[PROBLEM DESCRIPTION]: Please return, with no alterations, the lines below from the very first through the one that contains "fn fmt(&self, f: &mut".

[Source records]
↓

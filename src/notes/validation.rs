use serde::Serialize;
use utoipa::ToSchema;

use super::model::{NoteFields, NoteInput};

pub const TITLE_MAX_CHARS: usize = 200;

pub const REQUIRED_MESSAGE: &str = "This field is required.";

#[derive(Debug, Clone, Default, PartialEq, Eq, Serialize, ToSchema)]
pub struct FieldErrors {
    #[serde(skip_serializing_if = "Option::is_none")]
    pub title: Option<String>,
    #[serde(skip_serializing_if = "Option::is_none")]
    pub content: Option<String>,
}

impl FieldErrors {
    pub fn is_empty(&self) -> bool {
        self.title.is_none() && self.content.is_none()
    }
}

impl std::fmt::Display for FieldErrors {
    fn fmt(&self, f: &mut std::fmt::Formatter<'_>) -> std::fmt::Result {
        let mut parts = Vec::new();
        if let Some(msg) = &self.title {
            parts.push(format!("title: {msg}"));
        }
        if let Some(msg) = &self.content {
            parts.push(format!("content: {msg}"));
        }
        f.write_str(&parts.join("; "))
    }
}

pub fn title_too_long_message(len: usize) -> String {
    format!("Ensure this value has at most {TITLE_MAX_CHARS} characters (it has {len}).")
}

pub fn validate_note(input: &NoteInput) -> Result<NoteFields, FieldErrors> {
    let title = input.title.as_deref().map(str::trim).unwrap_or_default();
    let content = input.content.as_deref().map(str::trim).unwrap_or_default();

    let mut errors = FieldErrors::default();

    if title.is_empty() {
        errors.title = Some(REQUIRED_MESSAGE.to_string());
    } else {
        let len = title.chars().count();
        if len > TITLE_MAX_CHARS {
            errors.title = Some(title_too_long_message(len));
        }
    }

    if content.is_empty() {
        errors.content = Some(REQUIRED_MESSAGE.to_string());
    }

    if !errors.is_empty() {
        return Err(errors);
    }

    Ok(NoteFields {
        title: title.to_string(),
        content: content.to_string(),
    })
}

#[cfg(test)]
mod tests {
    use super::*;

    #[test]
    fn valid_input_is_returned_trimmed() {
        let fields = validate_note(&NoteInput::new("  Hi  ", "\n  Body \t")).unwrap();
        assert_eq!(fields.title, "Hi");
        assert_eq!(fields.content, "Body");
    }

    #[test]
    fn inner_whitespace_is_kept() {
        let fields = validate_note(&NoteInput::new(" a  b ", "line one\n\nline two ")).unwrap();
        assert_eq!(fields.title, "a  b");
        assert_eq!(fields.content, "line one\n\nline two");
    }

    #[test]
    fn empty_and_blank_titles_are_required() {
        for title in ["", " ", "\t\n", "   \u{3000} "] {
            let errors = validate_note(&NoteInput::new(title, "content")).unwrap_err();
            assert_eq!(errors.title.as_deref(), Some(REQUIRED_MESSAGE), "{title:?}");
            assert_eq!(errors.content, None);
        }
    }

    #[test]
    fn empty_and_blank_contents_are_required() {
        for content in ["", "   ", "\n\n"] {
            let errors = validate_note(&NoteInput::new("title", content)).unwrap_err();
            assert_eq!(errors.content.as_deref(), Some(REQUIRED_MESSAGE));
            assert_eq!(errors.title, None);
        }
    }

    #[test]
    fn missing_fields_are_reported_together() {
        let errors = validate_note(&NoteInput::default()).unwrap_err();
        assert_eq!(errors.title.as_deref(), Some(REQUIRED_MESSAGE));
        assert_eq!(errors.content.as_deref(), Some(REQUIRED_MESSAGE));
    }

    #[test]
    fn title_length_limit_counts_trimmed_characters() {
        let at_limit = "x".repeat(TITLE_MAX_CHARS);
        assert!(validate_note(&NoteInput::new(format!("  {at_limit}  "), "c")).is_ok());

        let errors = validate_note(&NoteInput::new("x".repeat(201), "c")).unwrap_err();
        assert_eq!(
            errors.title.as_deref(),
            Some("Ensure this value has at most 200 characters (it has 201).")
        );

        let errors = validate_note(&NoteInput::new("x".repeat(250), "c")).unwrap_err();
        assert_eq!(errors.title, Some(title_too_long_message(250)));
    }

    #[test]
    fn title_length_counts_chars_not_bytes() {
        let title = "é".repeat(TITLE_MAX_CHARS);
        assert!(validate_note(&NoteInput::new(title, "c")).is_ok());
    }

    #[test]
    fn content_has_no_upper_bound() {
        let content = "y".repeat(100_000);
        let fields = validate_note(&NoteInput::new("t", content.clone())).unwrap();
        assert_eq!(fields.content, content);
    }

    #[test]
    fn field_errors_serialize_only_failing_fields() {
        let errors = validate_note(&NoteInput::new("ok", "")).unwrap_err();
        let json = serde_json::to_value(&errors).unwrap();
        assert_eq!(json, serde_json::json!({ "content": REQUIRED_MESSAGE }));
    }
}
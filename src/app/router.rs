use axum::{Router, routing::get};
use time::Duration;
use tower_http::trace::TraceLayer;
use tower_sessions::{Expiry, MemoryStore, SessionManagerLayer, cookie::SameSite};

use crate::AppState;
use crate::app::docs;

pub fn build_router(state: AppState) -> Router {
    let session_layer = SessionManagerLayer::new(MemoryStore::default())
        .with_secure(false)
        .with_same_site(SameSite::Lax)
        .with_expiry(Expiry::OnInactivity(Duration::days(1)));

    Router::new()
        .merge(crate::core::http::routes())
        .merge(crate::notes::pages::routes())
        .merge(crate::notes::http::routes())
        .route("/docs", get(docs::swagger_ui))
        .route(docs::OPENAPI_JSON_PATH, get(docs::openapi_spec))
        .layer(session_layer)
        .layer(TraceLayer::new_for_http())
        .with_state(state)
}
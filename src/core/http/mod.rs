use axum::{Router, routing::get};

use crate::AppState;

pub(crate) mod handlers;

pub use handlers::{DbHealth, db_health, health};

pub fn routes() -> Router<AppState> {
    Router::new()
        .route("/health", get(health))
        .route("/db-health", get(db_health))
}
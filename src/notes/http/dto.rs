use serde::{Deserialize, Serialize};
use time::OffsetDateTime;
use utoipa::ToSchema;

use crate::notes::{DeletedNote, Note, NoteInput};

#[derive(Deserialize, ToSchema)]
pub struct NoteRequest {
    pub title: Option<String>,
    pub content: Option<String>,
}

impl From<NoteRequest> for NoteInput {
    fn from(req: NoteRequest) -> Self {
        NoteInput {
            title: req.title,
            content: req.content,
        }
    }
}

#[derive(Serialize, ToSchema)]
pub struct NoteDto {
    pub id: i64,
    pub title: String,
    pub content: String,
    #[serde(with = "time::serde::rfc3339")]
    pub created_at: OffsetDateTime,
    #[serde(with = "time::serde::rfc3339")]
    pub updated_at: OffsetDateTime,
}

impl From<Note> for NoteDto {
    fn from(note: Note) -> Self {
        NoteDto {
            id: note.id,
            title: note.title,
            content: note.content,
            created_at: note.created_at,
            updated_at: note.updated_at,
        }
    }
}

#[derive(Serialize, ToSchema)]
pub struct NoteListDto {
    pub notes: Vec<NoteDto>,
    pub total: usize,
}

#[derive(Serialize, ToSchema)]
pub struct DeletedNoteDto {
    pub id: i64,
    pub title: String,
}

impl From<DeletedNote> for DeletedNoteDto {
    fn from(deleted: DeletedNote) -> Self {
        DeletedNoteDto {
            id: deleted.id,
            title: deleted.title,
        }
    }
}
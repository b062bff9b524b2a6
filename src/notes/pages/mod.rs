use axum::{Router, routing::get};

use crate::AppState;

pub mod flash;
pub(crate) mod handlers;
pub mod views;

pub use handlers::{PageError, PageResult};

pub fn routes() -> Router<AppState> {
    Router::new()
        .route("/", get(handlers::index))
        .route("/notes/", get(handlers::note_list))
        .route(
            "/notes/create/",
            get(handlers::create_form).post(handlers::create_submit),
        )
        .route("/notes/{id}/", get(handlers::note_detail))
        .route(
            "/notes/{id}/edit/",
            get(handlers::edit_form).post(handlers::edit_submit),
        )
        .route(
            "/notes/{id}/delete/",
            get(handlers::delete_confirm).post(handlers::delete_submit),
        )
}
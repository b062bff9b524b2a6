use tower_sessions::Session;

const FLASH_KEY: &str = "notes.flash";

pub fn created(title: &str) -> String {
    format!(r#"Note "{title}" created successfully!"#)
}

pub fn updated(title: &str) -> String {
    format!(r#"Note "{title}" updated successfully!"#)
}

pub fn deleted(title: &str) -> String {
    format!(r#"Note "{title}" deleted successfully!"#)
}

pub async fn set(session: &Session, message: String) {
    if let Err(e) = session.insert(FLASH_KEY, message).await {
        tracing::warn!("failed to store flash message: {e}");
    }
}

pub async fn take(session: &Session) -> Option<String> {
    session
        .remove::<String>(FLASH_KEY)
        .await
        .unwrap_or_else(|e| {
            tracing::warn!("failed to read flash message: {e}");
            None
        })
}

#[cfg(test)]
mod tests {
    use super::*;

    #[test]
    fn messages_quote_the_title() {
        assert_eq!(created("Shopping"), r#"Note "Shopping" created successfully!"#);
        assert_eq!(updated("Shopping"), r#"Note "Shopping" updated successfully!"#);
        assert_eq!(deleted("Shopping"), r#"Note "Shopping" deleted successfully!"#);
    }
}
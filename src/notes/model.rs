use serde::Deserialize;
use time::OffsetDateTime;

pub type NoteId = i64;

#[derive(Debug, Clone, PartialEq, Eq, sqlx::FromRow)]
pub struct Note {
    pub id: NoteId,
    pub title: String,
    pub content: String,
    pub created_at: OffsetDateTime,
    pub updated_at: OffsetDateTime,
}

#[derive(Debug, Clone, Default, Deserialize)]
pub struct NoteInput {
    pub title: Option<String>,
    pub content: Option<String>,
}

impl NoteInput {
    pub fn new(title: impl Into<String>, content: impl Into<String>) -> Self {
        Self {
            title: Some(title.into()),
            content: Some(content.into()),
        }
    }

    pub fn from_note(note: &Note) -> Self {
        Self::new(note.title.clone(), note.content.clone())
    }
}

#[derive(Debug, Clone, PartialEq, Eq)]
pub struct NoteFields {
    pub title: String,
    pub content: String,
}

#[derive(Debug, Clone, PartialEq, Eq)]
pub struct NoteList {
    pub notes: Vec<Note>,
    pub total: usize,
}

#[derive(Debug, Clone, PartialEq, Eq)]
pub struct DeletedNote {
    pub id: NoteId,
    pub title: String,
}
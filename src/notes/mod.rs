pub mod http;
pub mod model;
pub mod pages;
pub mod repo;
pub mod service;
pub mod validation;

pub use model::{DeletedNote, Note, NoteFields, NoteId, NoteInput, NoteList};
pub use repo::{NoteStore, SqliteNoteStore};
pub use service::{NoteError, NoteResult, NoteService};
pub use validation::{FieldErrors, TITLE_MAX_CHARS, validate_note};
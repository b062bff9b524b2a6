use axum::{
    Json,
    extract::{Path, State},
    http::StatusCode,
};

use crate::{AppState, error::ApiResult, notes::NoteId};

use super::dto::{DeletedNoteDto, NoteDto, NoteListDto, NoteRequest};

#[utoipa::path(
    post,
    path = "/api/notes",
    request_body = NoteRequest,
    responses(
        (status = 201, description = "Note created", body = NoteDto),
        (status = 400, description = "Invalid note fields", body = crate::error::ErrorBody),
        (status = 500, description = "Internal server error", body = crate::error::ErrorBody)
    ),
    tag = "Notes"
)]
pub async fn create_note(
    State(state): State<AppState>,
    Json(request): Json<NoteRequest>,
) -> ApiResult<(StatusCode, Json<NoteDto>)> {
    let note = state.notes.create_note(&request.into()).await?;

    Ok((StatusCode::CREATED, Json(note.into())))
}

#[utoipa::path(
    get,
    path = "/api/notes",
    responses(
        (status = 200, description = "All notes, newest first", body = NoteListDto),
        (status = 500, description = "Internal server error", body = crate::error::ErrorBody)
    ),
    tag = "Notes"
)]
pub async fn list_notes(State(state): State<AppState>) -> ApiResult<(StatusCode, Json<NoteListDto>)> {
    let list = state.notes.list_notes().await?;

    Ok((
        StatusCode::OK,
        Json(NoteListDto {
            notes: list.notes.into_iter().map(NoteDto::from).collect(),
            total: list.total,
        }),
    ))
}

#[utoipa::path(
    get,
    path = "/api/notes/{id}",
    params(
        ("id" = i64, Path, description = "Note id")
    ),
    responses(
        (status = 200, description = "Note", body = NoteDto),
        (status = 404, description = "Note not found", body = crate::error::ErrorBody),
        (status = 500, description = "Internal server error", body = crate::error::ErrorBody)
    ),
    tag = "Notes"
)]
pub async fn get_note(
    State(state): State<AppState>,
    Path(note_id): Path<NoteId>,
) -> ApiResult<(StatusCode, Json<NoteDto>)> {
    let note = state.notes.get_note(note_id).await?;

    Ok((StatusCode::OK, Json(note.into())))
}

#[utoipa::path(
    put,
    path = "/api/notes/{id}",
    params(
        ("id" = i64, Path, description = "Note id")
    ),
    request_body = NoteRequest,
    responses(
        (status = 200, description = "Note updated", body = NoteDto),
        (status = 400, description = "Invalid note fields", body = crate::error::ErrorBody),
        (status = 404, description = "Note not found", body = crate::error::ErrorBody),
        (status = 500, description = "Internal server error", body = crate::error::ErrorBody)
    ),
    tag = "Notes"
)]
pub async fn update_note(
    State(state): State<AppState>,
    Path(note_id): Path<NoteId>,
    Json(request): Json<NoteRequest>,
) -> ApiResult<(StatusCode, Json<NoteDto>)> {
    let note = state.notes.update_note(note_id, &request.into()).await?;

    Ok((StatusCode::OK, Json(note.into())))
}

#[utoipa::path(
    delete,
    path = "/api/notes/{id}",
    params(
        ("id" = i64, Path, description = "Note id")
    ),
    responses(
        (status = 200, description = "Note deleted", body = DeletedNoteDto),
        (status = 404, description = "Note not found", body = crate::error::ErrorBody),
        (status = 500, description = "Internal server error", body = crate::error::ErrorBody)
    ),
    tag = "Notes"
)]
pub async fn delete_note(
    State(state): State<AppState>,
    Path(note_id): Path<NoteId>,
) -> ApiResult<(StatusCode, Json<DeletedNoteDto>)> {
    let deleted = state.notes.delete_note(note_id).await?;

    Ok((StatusCode::OK, Json(deleted.into())))
}
use axum::{Json, http::StatusCode, response::IntoResponse};
use serde::Serialize;
use utoipa::ToSchema;

use crate::notes::{FieldErrors, NoteError};

#[derive(Serialize, ToSchema)]
pub struct ErrorBody {
    pub error: &'static str,
    pub message: String,
    #[serde(skip_serializing_if = "Option::is_none")]
    pub fields: Option<FieldErrors>,
}

#[derive(Debug)]
pub enum ApiError {
    Validation(FieldErrors),
    Db(sqlx::Error),
    NotFound,
}

pub type ApiResult<T> = Result<T, ApiError>;

impl From<NoteError> for ApiError {
    fn from(err: NoteError) -> Self {
        match err {
            NoteError::NotFound(_) => ApiError::NotFound,
            NoteError::Validation(fields) => ApiError::Validation(fields),
            NoteError::Store(e) => ApiError::Db(e),
        }
    }
}

impl IntoResponse for ApiError {
    fn into_response(self) -> axum::response::Response {
        match self {
            ApiError::Validation(fields) => (
                StatusCode::BAD_REQUEST,
                Json(ErrorBody {
                    error: "VALIDATION_FAILED",
                    message: "Note is invalid".to_string(),
                    fields: Some(fields),
                }),
            )
                .into_response(),
            ApiError::Db(e) => {
                tracing::error!("db error: {e}");
                (
                    StatusCode::INTERNAL_SERVER_ERROR,
                    Json(ErrorBody {
                        error: "INTERNAL",
                        message: "Internal server error".to_string(),
                        fields: None,
                    }),
                )
                    .into_response()
            }
            ApiError::NotFound => (
                StatusCode::NOT_FOUND,
                Json(ErrorBody {
                    error: "NOT_FOUND",
                    message: "Resource not found".to_string(),
                    fields: None,
                }),
            )
                .into_response(),
        }
    }
}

↑

[TASK SOLUTION]:
filename src/notes/validation.rs
use serde::Serialize;
use utoipa::ToSchema;

use super::model::{NoteFields, NoteInput};

pub const TITLE_MAX_CHARS: usize = 200;

pub const REQUIRED_MESSAGE: &str = "This field is required.";

#[derive(Debug, Clone, Default, PartialEq, Eq, Serialize, ToSchema)]
pub struct FieldErrors {
    #[serde(skip_serializing_if = "Option::is_none")]
    pub title: Option<String>,
    #[serde(skip_serializing_if = "Option::is_none")]
    pub content: Option<String>,
}

impl FieldErrors {
    pub fn is_empty(&self) -> bool {
        self.title.is_none() && self.content.is_none()
    }
}

impl std::fmt::Display for FieldErrors {
    fn fmt(&self, f: &mut std::fmt::Formatter<'_>) -> std::fmt::Result {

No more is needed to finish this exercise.